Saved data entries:
=== Begin Enclosure ===
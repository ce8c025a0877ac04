use std::fmt::Write as _;
use std::sync::Arc;

use async_trait::async_trait;
use healthins_core::{ActorStore, Notifier, PaymentId, PaymentStore, PolicyStore};

use super::Command;
use crate::error::OperationError;

/// Result of a reminder attempt.
#[derive(Debug, Clone, PartialEq, Eq)]
pub struct ReminderOutcome {
    pub recipient: String,
    pub subject: String,
    /// `false` when the notifier rejected the message.
    pub delivered: bool,
}

/// Emails the policy holder about a payment. Not reversible.
pub struct SendPaymentReminderCommand {
    payments: Arc<dyn PaymentStore>,
    policies: Arc<dyn PolicyStore>,
    actors: Arc<dyn ActorStore>,
    notifier: Arc<dyn Notifier>,
    sender_name: String,
    payment_id: PaymentId,
    reminder_type: String,
    extra_message: Option<String>,
}

impl SendPaymentReminderCommand {
    #[must_use]
    #[allow(clippy::too_many_arguments)]
    pub fn new(
        payments: Arc<dyn PaymentStore>,
        policies: Arc<dyn PolicyStore>,
        actors: Arc<dyn ActorStore>,
        notifier: Arc<dyn Notifier>,
        sender_name: impl Into<String>,
        payment_id: PaymentId,
        reminder_type: impl Into<String>,
        extra_message: Option<String>,
    ) -> Self {
        Self {
            payments,
            policies,
            actors,
            notifier,
            sender_name: sender_name.into(),
            payment_id,
            reminder_type: reminder_type.into(),
            extra_message,
        }
    }

    #[must_use]
    pub fn payment_id(&self) -> PaymentId {
        self.payment_id
    }

    #[must_use]
    pub fn reminder_type(&self) -> &str {
        &self.reminder_type
    }
}

#[async_trait]
impl Command for SendPaymentReminderCommand {
    type Output = ReminderOutcome;

    async fn execute(&mut self) -> Result<ReminderOutcome, OperationError> {
        let payment = self
            .payments
            .find_payment(self.payment_id)
            .await?
            .ok_or_else(|| OperationError::not_found("payment", self.payment_id))?;
        let policy = self
            .policies
            .find_policy(payment.policy_id)
            .await?
            .ok_or_else(|| OperationError::not_found("policy", payment.policy_id))?;
        let holder = self
            .actors
            .find_actor(policy.holder)
            .await?
            .ok_or_else(|| OperationError::not_found("customer", policy.holder))?;

        let subject = format!("Payment Reminder - {}", self.reminder_type);
        let mut body = format!(
            "Dear {},\n\nThis is a {} reminder for your payment due.\nAmount: {}, Due Date: {}.\n\n",
            holder.name,
            self.reminder_type.to_lowercase(),
            payment.amount,
            payment.due_date,
        );
        if let Some(extra) = self.extra_message.as_deref().filter(|m| !m.trim().is_empty()) {
            let _ = write!(body, "Additional Message: {extra}\n\n");
        }
        let _ = write!(
            body,
            "Please settle at your earliest convenience.\n\nRegards,\n{}",
            self.sender_name
        );

        let delivered = match self.notifier.send(&holder.email, &subject, &body).await {
            Ok(()) => true,
            Err(err) => {
                tracing::warn!(
                    payment_id = %self.payment_id,
                    recipient = %holder.email,
                    error = %err,
                    "payment reminder delivery failed"
                );
                false
            }
        };
        Ok(ReminderOutcome {
            recipient: holder.email,
            subject,
            delivered,
        })
    }

    fn describe(&self) -> String {
        format!("Send payment reminder for payment ID: {}", self.payment_id)
    }
}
=== End Enclosure ===
What you are asked to do
Using the entries above, tally how many lines have the word "body" in them; write the number and nothing more.

Exercise answer
4